Unfortunately, mapping social networks is very resource-intensive, and thus generally not a practical option in most communities. However, most communities do have information about the location of their members over time. For example, educational communities such as schools have detailed information about the location of their members in the form of rosters and schedules. From these readily available data sources, one can calculate the overall collocation time of each community member, that is, the cumulative time each individual is potentially exposed to other individuals. On a population-level, time-use surveys have been shown to be good proxies for contact data [11]. We suggest that also on a detailed community-level such a collocation measure can serve as a very good proxy indicator of the network measures that are associated with both increased infection likelihood and early infection during an outbreak. As a consequence, this method has the potential to be a simple, low-cost method to assess individual importance for early detection and targeted intervention strategies that are easily implementable in practice without the need to map social networks.

In this paper, we test how well collocation ranking can identify subpopulations suited for early detection and targeted intervention strategies. We compare the performance of the collocation ranking method (as defined by two benchmarks) to the performance achieved by other, partly network-based, methods. We further compare its performance to randomly selected subpopulations and the best possible subpopulations according to the two benchmarks.

Methods

We challenge various indicators for selecting subpopulations for early detection and targeted intervention with computational influenza outbreak simulations that are based on empirical high-resolution contact and location data collected with wireless sensor technology at a US high school.

First, we describe the data that were used for our analyses. Then, we define two benchmarks according to which the proposed collocation ranking method and the other indicators are evaluated. Next, we describe all indicators that are tested in this paper. Finally, we describe the outbreak simulation model and how the performance tests were set up.

Both the empirical data and the simulation model are described in detail elsewhere [12]. Therefore, both are only described briefly here.
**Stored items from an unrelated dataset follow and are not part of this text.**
//! Synchronization primitives.
//!
//! - [`Semaphore`] orders work between queue operations on the GPU
//! - [`Fence`] lets the CPU wait for submitted GPU work
//! - [`FrameSync`] groups the three objects one frame-in-flight slot needs
//!
//! The swap chain keeps [`MAX_FRAMES_IN_FLIGHT`] slots and picks one with
//! [`frame_slot`]. A slot's fence bounds how far the CPU can run ahead of
//! the GPU; its semaphores order acquire → render → present on the GPU.

use std::sync::Arc;

use ash::vk;
use tracing::debug;

use crate::device::Device;
use crate::error::{RhiError, RhiResult};

/// Vulkan semaphore wrapper, created unsignaled.
pub struct Semaphore {
    device: Arc<Device>,
    semaphore: vk::Semaphore,
}

impl Semaphore {
    /// Creates a new unsignaled binary semaphore.
    pub fn new(device: Arc<Device>) -> RhiResult<Self> {
        let create_info = vk::SemaphoreCreateInfo::default();

        let semaphore = unsafe {
            device
                .handle()
                .create_semaphore(&create_info, None)
                .map_err(RhiError::creating("semaphore"))?
        };

        Ok(Self { device, semaphore })
    }

    #[inline]
    pub fn handle(&self) -> vk::Semaphore {
        self.semaphore
    }
}

impl Drop for Semaphore {
    fn drop(&mut self) {
        unsafe {
            self.device.handle().destroy_semaphore(self.semaphore, None);
        }
    }
}

/// Vulkan fence wrapper.
///
/// Fences signal the host when a queue submission completes. Waiting and
/// resetting are only valid while no pending submission references the
/// fence in a way that conflicts with the call.
pub struct Fence {
    device: Arc<Device>,
    fence: vk::Fence,
}

impl Fence {
    /// Creates a new fence.
    ///
    /// With `signaled` set, the first wait returns immediately, which is what
    /// a frame slot needs before any work has ever been submitted on it.
    pub fn new(device: Arc<Device>, signaled: bool) -> RhiResult<Self> {
        let flags = if signaled {
            vk::FenceCreateFlags::SIGNALED
        } else {
            vk::FenceCreateFlags::empty()
        };

        let create_info = vk::FenceCreateInfo::default().flags(flags);

        let fence = unsafe {
            device
                .handle()
                .create_fence(&create_info, None)
                .map_err(RhiError::creating("fence"))?
        };

        Ok(Self { device, fence })
    }

    #[inline]
    pub fn handle(&self) -> vk::Fence {
        self.fence
    }

    /// Blocks until the fence is signaled or `timeout` nanoseconds pass.
    pub fn wait(&self, timeout: u64) -> RhiResult<()> {
        wait_for_fence(&self.device, self.fence, timeout)
    }

    /// Returns the fence to the unsignaled state.
    pub fn reset(&self) -> RhiResult<()> {
        unsafe { self.device.handle().reset_fences(&[self.fence])? };
        Ok(())
    }
}

impl Drop for Fence {
    fn drop(&mut self) {
        unsafe {
            self.device.handle().destroy_fence(self.fence, None);
        }
    }
}

/// Waits on a raw fence handle owned elsewhere.
///
/// Used for the per-image in-flight tracker, which only borrows the handle
/// of a frame slot's fence.
pub fn wait_for_fence(device: &Device, fence: vk::Fence, timeout: u64) -> RhiResult<()> {
    unsafe { device.handle().wait_for_fences(&[fence], true, timeout)? };
    Ok(())
}

/// Maximum number of frames the CPU may record ahead of the GPU.
pub const MAX_FRAMES_IN_FLIGHT: usize = 2;

/// Frame-in-flight slot used for the given frame counter.
#[inline]
pub fn frame_slot(frame_counter: u64) -> usize {
    (frame_counter % MAX_FRAMES_IN_FLIGHT as u64) as usize
}

/// Synchronization objects for one frame-in-flight slot.
///
/// ```text
/// wait in_flight_fence
/// acquire            -> signals image_available
/// reset in_flight_fence, submit
///   waits image_available, signals render_finished + in_flight_fence
/// present            -> waits render_finished
/// ```
pub struct FrameSync {
    image_available_semaphore: Semaphore,
    render_finished_semaphore: Semaphore,
    in_flight_fence: Fence,
}

impl FrameSync {
    /// Creates a slot whose fence starts signaled.
    pub fn new(device: Arc<Device>) -> RhiResult<Self> {
        let fence = Fence::new(device.clone(), true)?;
        Self::with_fence(device, fence)
    }

    /// Creates a slot around a fence taken over from a previous swap chain.
    ///
    /// Semaphores are always created fresh: after a failed or out-of-date
    /// present their pending state is unknown, while a fence is known to be
    /// signaled once the device has gone idle.
    pub fn with_fence(device: Arc<Device>, in_flight_fence: Fence) -> RhiResult<Self> {
        let image_available_semaphore = Semaphore::new(device.clone())?;
        let render_finished_semaphore = Semaphore::new(device)?;

        debug!("Created frame sync slot");

        Ok(Self {
            image_available_semaphore,
            render_finished_semaphore,
            in_flight_fence,
        })
    }

    /// Releases the semaphores and hands back the fence.
    pub fn into_fence(self) -> Fence {
        self.in_flight_fence
    }

    #[inline]
    pub fn image_available_semaphore(&self) -> &Semaphore {
        &self.image_available_semaphore
    }

    #[inline]
    pub fn render_finished_semaphore(&self) -> &Semaphore {
        &self.render_finished_semaphore
    }

    #[inline]
    pub fn in_flight_fence(&self) -> &Fence {
        &self.in_flight_fence
    }
}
All simulations and analyses were coded in and executed by Python (Version 2.7.2, 32-bit, Enthought Python Distribution). Figures were created with R (Version 2.13.0) and the ggplot2 library.

Ethics statement

The data collection was approved by the Stanford University Institutional Review Board on 24 July 2009. Written informed consent was obtained from all participants.

Contact and location data

The data that we use in this paper were collected at a US high school during one school day with wireless sensor technology. A total of 789 individuals or 94% of the school population, including students, teachers, and staff, participated in the study. The participants wore small wireless sensors (so-called motes) that detect and log radio signals broadcast by other nearby motes. We refer to the motes that were worn by participants as mobile motes. Further, stationary motes were attached to fixed locations throughout the school campus to keep track of the participants' locations. As a consequence, the dataset contains two types of records. Close proximity interactions (CPIs) are records that indicate two participating individuals standing face-to-face with a distance of less than three meters at a certain point in time. Location records are records that indicate the presence of an individual nearby a stationary mote (location information is at the level of rooms). A detailed description on how information and noise were separated in the data is provided in the supplementary material (see Additional file 1). Data were collected at time intervals of 20 seconds.

Schedule data

In many communities, full individual schedule data (that is, the schedule of each individual) is readily available to community health services. During an outbreak, this data could be used to calculate the collocation rank for all community members. For various reasons, it was not possible to obtain full individual schedule data from the school, but it was possible to obtain aggregated schedule data. We then reconstructed individual schedule data from a combination of the mote data and the aggregated schedule data. The aggregated schedule data file contains the following information about each class taught at the school during the mote deployment: (i) who taught the class, (ii) the room in which the class was taught, (iii) the period of the class, and (iv) the number of students who were signed up for the class. The aggregated schedule data combined with the high resolution location data allows us to reconstruct individual schedules with high fidelity. The algorithm for matching aggregated schedule and individual location data is further described in the supplementary material (see Additional file 1).

Benchmarks

The core idea is to identify simple indicators that allow the identification of subpopulations of the entire school population that are maximally relevant in prevention and surveillance efforts. Both prevention and surveillance efforts should target individuals who are more likely to become infected than others. In addition, these efforts should be targeted at individuals who become infected early during an outbreak, allowing for early detection of outbreaks (surveillance) and early response (prevention).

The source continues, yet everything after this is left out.